Common Database Design Mistakes - alexk
http://www.simple-talk.com/sql/database-administration/ten-common-database-design-mistakes/

======
gord
This is sage advice - but you just shouldn't have to do all that crud.

It assumes that the structure of your data is knowable upfront - but most
businesses just discover this as they go along.

So the first quote is brilliant - you have to know where your going. Well even
if you know where your going as a business, do you know exactly how you'll get
there, will you know precisely what your data will look like?

Should it be static? I think not. We've been doing data for 30 years in
basically the same way. We have good stable fast cheap open databases like
postgreSQL, but they dont solve the problem. Its just too damn expensive to
_change_ the structure of your data, and move your data along at the same
time.

BizGeek - "Um. I thought before that there was always just one boss for any
given salesperson, but now we need to change that.."

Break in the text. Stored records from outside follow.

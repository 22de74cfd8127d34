use crate::ItemId;

/// The host's visual row, as far as virtualization needs it.
///
/// The element itself is opaque: virtualization only toggles display, pushes a fixed height
/// in fixed-height mode, and flags drag ghosts. Attach/detach hooks run when a row enters or
/// leaves the active window.
pub trait ItemElement {
    /// `false` is the "not displayed" state: layout and rendering skip the row.
    fn set_visible(&mut self, visible: bool);

    /// `Some(h)` pins the row height (fixed-height mode); `None` lets content decide.
    fn set_fixed_height(&mut self, height: Option<u32>);

    fn set_drag_ghost(&mut self, ghost: bool) {
        let _ = ghost;
    }

    /// Called before the row is attached to the content container.
    fn pre_attach(&mut self) {}

    /// Called when the row leaves the content container and returns to the pool.
    fn detach(&mut self) {}
}

/// Everything a virtualization controller needs from the collection it displays.
///
/// Item construction and binding errors are not caught: a panicking callback unwinds
/// through the refresh that triggered it.
pub trait ItemBinder<E> {
    fn item_count(&self) -> usize;

    fn item_id(&self, index: usize) -> ItemId;

    fn make_item(&mut self) -> E;

    fn bind_item(&mut self, element: &mut E, index: usize);

    fn unbind_item(&mut self, element: &mut E, index: usize) {
        let _ = (element, index);
    }

    fn destroy_item(&mut self, element: E) {
        drop(element);
    }
}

DataGeek "uhuh, yeah it would have been nice to know that upfront, ahh its
gonna impact the schema and um, the code.. thats kind of nontrivial."

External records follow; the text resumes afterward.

use alloc::vec::Vec;

use collection_virtualizer::ItemId;

/// Notifications queued by a view, drained with
/// [`CollectionView::take_events`](crate::CollectionView::take_events).
#[derive(Clone, Debug, PartialEq, Eq)]
#[cfg_attr(feature = "serde", derive(serde::Serialize, serde::Deserialize))]
pub enum CollectionViewEvent {
    /// The selection changed; indices and ids in selection order.
    SelectionChanged {
        indices: Vec<usize>,
        ids: Vec<ItemId>,
    },
    /// Double click or submit on the current selection.
    ItemsChosen(Vec<ItemId>),
    ItemsAdded(Vec<usize>),
    /// Indices as they were before the removal.
    ItemsRemoved(Vec<usize>),
    ItemIndexChanged {
        from: usize,
        to: usize,
    },
    ItemExpandedChanged {
        id: ItemId,
        expanded: bool,
    },
    /// The items source was replaced or re-laid out as a whole.
    ItemsSourceChanged,
}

For a long time I could not understand why people put their valuable data into
spreadsheets..losing all the important inter-relationships in the process. But
its the right decision, because once they move it into a DB.. they will never
ever get to change it!

There just has to be a better way.

------
ratsbane
This article made me wince. It describes a style of programming which has been
common among corporate Oracle and Microsoft developers for years but seems
very inefficient and outdated now. Writing a set of stored procedures in the
database to call for each query you intend running has always seemed absurd to
me but if you're using an ORM framework like Rails or Catalyst or whatever
it's not even an option. I wonder if the author of this has even heard of
things like replication, sharding, memcached or CouchDB or BigTable... Perhaps
it would have been better titled "Ten Characteristics of a Very Conventional
Corporate Approach to Database Design."